An LC procedure was developed to separate diatrizoate sodium from three known impurities. These impurities are 2,4- and 2,6-diiodo-3,5-diacetamidobenzoic acid (DDZA), and the free amine (5-acetamido-3-amino-2,4,6-triiodobenzoic acid). The separation was achieved using a Hamilton, PRP-X100, anion exchange column. The retention of diatrizoate sodium and the impurities was dependent on pH, potassium chloride concentration and phosphate concentration. Increasing any of these mobile phase modifiers decreased the retention time of all of the components.

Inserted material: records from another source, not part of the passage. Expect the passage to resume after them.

use chrono::Utc;
use sea_orm::sea_query::Expr;
use sea_orm::sea_query::extension::postgres::PgExpr;
use sea_orm::{
    ActiveModelTrait, ColumnTrait, Condition, EntityTrait, PaginatorTrait, QueryFilter,
    QueryOrder, QuerySelect, Set,
};
use uuid::Uuid;

use crate::{
    audit,
    dto::users::{
        AvatarRequest, CreateUserRequest, ResetUserPasswordRequest, UpdateUserRequest, UserList,
        UserSummary,
    },
    entity::users::{ActiveModel, Column, Entity as Users, Model as UserModel},
    error::{AppError, AppResult},
    middleware::auth::{AuthUser, ensure_manager, ensure_self_or_manager},
    models::{Role, User, stored},
    response::{ApiResponse, Meta},
    routes::params::UserListQuery,
    services::{
        auth_service::{find_by_email, hash_password, normalize_email, set_password, validate_password},
        contains_pattern,
    },
    state::AppState,
};

pub async fn list_users(
    state: &AppState,
    user: &AuthUser,
    query: UserListQuery,
) -> AppResult<ApiResponse<UserList>> {
    ensure_manager(user)?;
    let (page, limit, offset) = query.pagination().normalize();

    let mut condition = Condition::all();
    if let Some(role) = query.role {
        condition = condition.add(Column::Role.eq(role.as_str()));
    }
    if let Some(is_active) = query.is_active {
        condition = condition.add(Column::IsActive.eq(is_active));
    }
    if let Some(search) = query.q.as_ref().map(|s| s.trim()).filter(|s| !s.is_empty()) {
        let pattern = contains_pattern(search);
        condition = condition.add(
            Condition::any()
                .add(Expr::col(Column::FullName).ilike(pattern.clone()))
                .add(Expr::col(Column::Email).ilike(pattern)),
        );
    }

    let finder = Users::find()
        .filter(condition)
        .order_by_desc(Column::CreatedAt)
        .order_by_desc(Column::Id);
    let total = finder.clone().count(&state.orm).await? as i64;
    let items = finder
        .limit(limit as u64)
        .offset(offset as u64)
        .all(&state.orm)
        .await?
        .into_iter()
        .map(User::try_from)
        .collect::<AppResult<Vec<_>>>()?;

    Ok(ApiResponse::success(
        "Users",
        UserList { items },
        Some(Meta::new(page, limit, total)),
    ))
}

pub async fn get_user(state: &AppState, user: &AuthUser, id: Uuid) -> AppResult<ApiResponse<User>> {
    ensure_self_or_manager(user, id)?;
    let model = find_user(state, id).await?;
    Ok(ApiResponse::success("OK", User::try_from(model)?, None))
}

/// Back-office account creation; the account is usable immediately.
pub async fn create_user(
    state: &AppState,
    user: &AuthUser,
    payload: CreateUserRequest,
) -> AppResult<ApiResponse<User>> {
    ensure_manager(user)?;
    let email = normalize_email(&payload.email)?;
    let full_name = required_name(&payload.full_name)?;
    validate_password(&payload.password)?;
    if find_by_email(state, &email).await?.is_some() {
        return Err(AppError::BadRequest("Email is already taken".to_string()));
    }

    let now = Utc::now();
    let created = ActiveModel {
        id: Set(Uuid::new_v4()),
        full_name: Set(full_name),
        email: Set(email),
        password_hash: Set(hash_password(&payload.password)?),
        phone: Set(payload.phone),
        address: Set(payload.address),
        birthday: Set(payload.birthday),
        role: Set(payload.role.as_str().to_string()),
        is_active: Set(true),
        avatar_url: Set(None),
        token_version: Set(0),
        created_at: Set(now.into()),
        updated_at: Set(now.into()),
    }
    .insert(&state.orm)
    .await?;

    audit::record(
        &state.pool,
        user.user_id,
        "user_create",
        "users",
        serde_json::json!({ "user_id": created.id, "role": created.role }),
    )
    .await;

    Ok(ApiResponse::success(
        "User created",
        User::try_from(created)?,
        Some(Meta::empty()),
    ))
}

pub async fn update_user(
    state: &AppState,
    user: &AuthUser,
    id: Uuid,
    payload: UpdateUserRequest,
) -> AppResult<ApiResponse<User>> {
    ensure_self_or_manager(user, id)?;
    let is_manager = user.role == Role::Manager;
    if !is_manager && (payload.role.is_some() || payload.is_active.is_some()) {
        return Err(AppError::Forbidden);
    }
    let full_name = required_name(&payload.full_name)?;
    let existing = find_user(state, id).await?;

    let mut active: ActiveModel = existing.into();
    active.full_name = Set(full_name);
    active.phone = Set(payload.phone);
    active.address = Set(payload.address);
    active.birthday = Set(payload.birthday);
    if let Some(role) = payload.role {
        active.role = Set(role.as_str().to_string());
    }
    if let Some(is_active) = payload.is_active {
        active.is_active = Set(is_active);
    }
    active.updated_at = Set(Utc::now().into());
    let updated = active.update(&state.orm).await?;

    audit::record(
        &state.pool,
        user.user_id,
        "user_update",
        "users",
        serde_json::json!({ "user_id": id }),
    )
    .await;

    Ok(ApiResponse::success(
        "User updated",
        User::try_from(updated)?,
        Some(Meta::empty()),
    ))
}

pub async fn update_avatar(
    state: &AppState,
    user: &AuthUser,
    id: Uuid,
    payload: AvatarRequest,
) -> AppResult<ApiResponse<User>> {
    ensure_self_or_manager(user, id)?;
    let url = payload.avatar_url.trim();
    if url.is_empty() {
        return Err(AppError::BadRequest("avatar_url must not be empty".into()));
    }
    let existing = find_user(state, id).await?;

    let mut active: ActiveModel = existing.into();
    active.avatar_url = Set(Some(url.to_string()));
    active.updated_at = Set(Utc::now().into());
    let updated = active.update(&state.orm).await?;

    audit::record(
        &state.pool,
        user.user_id,
        "user_avatar",
        "users",
        serde_json::json!({ "user_id": id }),
    )
    .await;

    Ok(ApiResponse::success(
        "Avatar updated",
        User::try_from(updated)?,
        Some(Meta::empty()),
    ))
}

pub async fn reset_user_password(
    state: &AppState,
    user: &AuthUser,
    id: Uuid,
    payload: ResetUserPasswordRequest,
) -> AppResult<ApiResponse<serde_json::Value>> {
    ensure_manager(user)?;
    validate_password(&payload.new_password)?;
    let existing = find_user(state, id).await?;
    set_password(state, existing, &payload.new_password).await?;

    audit::record(
        &state.pool,
        user.user_id,
        "user_password_reset",
        "users",
        serde_json::json!({ "user_id": id }),
    )
    .await;

    Ok(ApiResponse::done("Password reset"))
}

pub async fn user_summary(
    state: &AppState,
    user: &AuthUser,
) -> AppResult<ApiResponse<UserSummary>> {
    ensure_manager(user)?;
    let rows: Vec<(String, bool, i64)> = sqlx::query_as(
        r#"
        SELECT role, is_active, COUNT(*)::BIGINT
        FROM users
        GROUP BY role, is_active
        "#,
    )
    .fetch_all(&state.pool)
    .await?;

    Ok(ApiResponse::success("User summary", tally(rows)?, None))
}

fn tally(rows: Vec<(String, bool, i64)>) -> AppResult<UserSummary> {
    let mut summary = UserSummary::default();
    for (role, is_active, count) in rows {
        summary.total += count;
        match stored::<Role>(&role)? {
            Role::Customer => summary.customers += count,
            Role::Employee => summary.employees += count,
            Role::Manager => summary.managers += count,
        }
        if is_active {
            summary.active += count;
        } else {
            summary.inactive += count;
        }
    }
    Ok(summary)
}

async fn find_user(state: &AppState, id: Uuid) -> AppResult<UserModel> {
    Users::find_by_id(id)
        .one(&state.orm)
        .await?
        .ok_or(AppError::NotFound)
}

fn required_name(name: &str) -> AppResult<String> {
    let name = name.trim();
    if name.is_empty() {
        return Err(AppError::BadRequest("full_name is required".into()));
    }
    Ok(name.to_string())
}
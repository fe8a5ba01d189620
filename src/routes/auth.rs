use axum::{
    Json, Router,
    extract::State,
    http::header::SET_COOKIE,
    routing::{get, post},
};

use crate::{
    dto::auth::{
        ActivateRequest, ChangePasswordRequest, ForgotPasswordRequest, LoginRequest,
        LoginResponse, RegisterRequest, ResetPasswordRequest,
    },
    error::AppResult,
    middleware::auth::{AuthUser, clear_session_cookie, session_cookie},
    models::User,
    response::ApiResponse,
    services::auth_service,
    state::AppState,
};

pub fn router() -> Router<AppState> {
    Router::new()
        .route("/register", post(register))
        .route("/login", post(login))
        .route("/logout", post(logout))
        .route("/activate", post(activate))
        .route("/forgot-password", post(forgot_password))
        .route("/reset-password", post(reset_password))
        .route("/change-password", post(change_password))
        .route("/me", get(me))
}

#[utoipa::path(
    post,
    path = "/api/auth/register",
    request_body = RegisterRequest,
    responses(
        (status = 200, description = "Register user; an activation link is mailed", body = ApiResponse<User>),
        (status = 400, description = "Invalid payload or email taken")
    ),
    tag = "Auth"
)]
pub async fn register(
    State(state): State<AppState>,
    Json(payload): Json<RegisterRequest>,
) -> AppResult<Json<ApiResponse<User>>> {
    let resp = auth_service::register_user(&state, payload).await?;
    Ok(Json(resp))
}

#[utoipa::path(
    post,
    path = "/api/auth/login",
    request_body = LoginRequest,
    responses(
        (status = 200, description = "Login user; also sets the session cookie", body = ApiResponse<LoginResponse>),
        (status = 400, description = "Invalid credentials"),
        (status = 403, description = "Account not activated")
    ),
    tag = "Auth"
)]
pub async fn login(
    State(state): State<AppState>,
    Json(payload): Json<LoginRequest>,
) -> AppResult<([(axum::http::HeaderName, String); 1], Json<ApiResponse<LoginResponse>>)> {
    let resp = auth_service::login_user(&state, payload).await?;
    let cookie = resp
        .data
        .as_ref()
        .map(|data| session_cookie(&state.config, &data.token))
        .unwrap_or_else(|| clear_session_cookie(&state.config));
    Ok(([(SET_COOKIE, cookie)], Json(resp)))
}

#[utoipa::path(
    post,
    path = "/api/auth/logout",
    responses(
        (status = 200, description = "Clear the session cookie", body = ApiResponse<serde_json::Value>)
    ),
    tag = "Auth"
)]
pub async fn logout(
    State(state): State<AppState>,
) -> ([(axum::http::HeaderName, String); 1], Json<ApiResponse<serde_json::Value>>) {
    (
        [(SET_COOKIE, clear_session_cookie(&state.config))],
        Json(ApiResponse::done("Logged out")),
    )
}

#[utoipa::path(
    post,
    path = "/api/auth/activate",
    request_body = ActivateRequest,
    responses(
        (status = 200, description = "Activate account", body = ApiResponse<User>),
        (status = 401, description = "Invalid or expired token")
    ),
    tag = "Auth"
)]
pub async fn activate(
    State(state): State<AppState>,
    Json(payload): Json<ActivateRequest>,
) -> AppResult<Json<ApiResponse<User>>> {
    let resp = auth_service::activate_account(&state, payload).await?;
    Ok(Json(resp))
}

#[utoipa::path(
    post,
    path = "/api/auth/forgot-password",
    request_body = ForgotPasswordRequest,
    responses(
        (status = 200, description = "Reset link mailed when the account exists", body = ApiResponse<serde_json::Value>)
    ),
    tag = "Auth"
)]
pub async fn forgot_password(
    State(state): State<AppState>,
    Json(payload): Json<ForgotPasswordRequest>,
) -> AppResult<Json<ApiResponse<serde_json::Value>>> {
    let resp = auth_service::forgot_password(&state, payload).await?;
    Ok(Json(resp))
}

#[utoipa::path(
    post,
    path = "/api/auth/reset-password",
    request_body = ResetPasswordRequest,
    responses(
        (status = 200, description = "Password reset", body = ApiResponse<serde_json::Value>),
        (status = 401, description = "Invalid or expired token")
    ),
    tag = "Auth"
)]
pub async fn reset_password(
    State(state): State<AppState>,
    Json(payload): Json<ResetPasswordRequest>,
) -> AppResult<Json<ApiResponse<serde_json::Value>>> {
    let resp = auth_service::reset_password(&state, payload).await?;
    Ok(Json(resp))
}

#[utoipa::path(
    post,
    path = "/api/auth/change-password",
    request_body = ChangePasswordRequest,
    responses(
        (status = 200, description = "Password changed", body = ApiResponse<serde_json::Value>),
        (status = 400, description = "Current password is incorrect")
    ),
    security(("bearer_auth" = [])),
    tag = "Auth"
)]
pub async fn change_password(
    State(state): State<AppState>,
    user: AuthUser,
    Json(payload): Json<ChangePasswordRequest>,
) -> AppResult<Json<ApiResponse<serde_json::Value>>> {
    let resp = auth_service::change_password(&state, &user, payload).await?;
    Ok(Json(resp))
}

#[utoipa::path(
    get,
    path = "/api/auth/me",
    responses(
        (status = 200, description = "Current user", body = ApiResponse<User>),
        (status = 401, description = "Not logged in")
    ),
    security(("bearer_auth" = [])),
    tag = "Auth"
)]
pub async fn me(
    State(state): State<AppState>,
    user: AuthUser,
) -> AppResult<Json<ApiResponse<User>>> {
    let resp = auth_service::me(&state, &user).await?;
    Ok(Json(resp))
}
use serde::{Deserialize, Serialize};
use utoipa::ToSchema;

use crate::models::Liquidation;

#[derive(Debug, Deserialize, ToSchema)]
pub struct CreateLiquidationRequest {
    pub note: Option<String>,
}

#[derive(Debug, Deserialize, ToSchema)]
pub struct InspectLiquidationRequest {
    pub approve: bool,
    pub note: Option<String>,
}

#[derive(Debug, Serialize, ToSchema)]
pub struct LiquidationList {
    pub items: Vec<Liquidation>,
}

The eluent for assay and purity determination of drug product consisted of 0.1 M potassium chloride and 0.05 M potassium phosphate dibasic in water/acetonitrile (900:100). The mean concentration of diatrizoate sodium in Hypaque Sodium 50% determined over 3 days was 102.3% of label claim with an R.S.D. of 1.3. The accuracy of the purity method, determined by spiking known amounts of the impurities at five concentrations ranging from 0.025 to 0.06% (w/w) into drug product, was 100.1% for DDZA and 94.2% for the free amine. The decomposition of diatrizoate sodium in 0.1 N potassium hydroxide at 85 degrees C followed pseudo first-order kinetics. The calculated half-life was 2 days.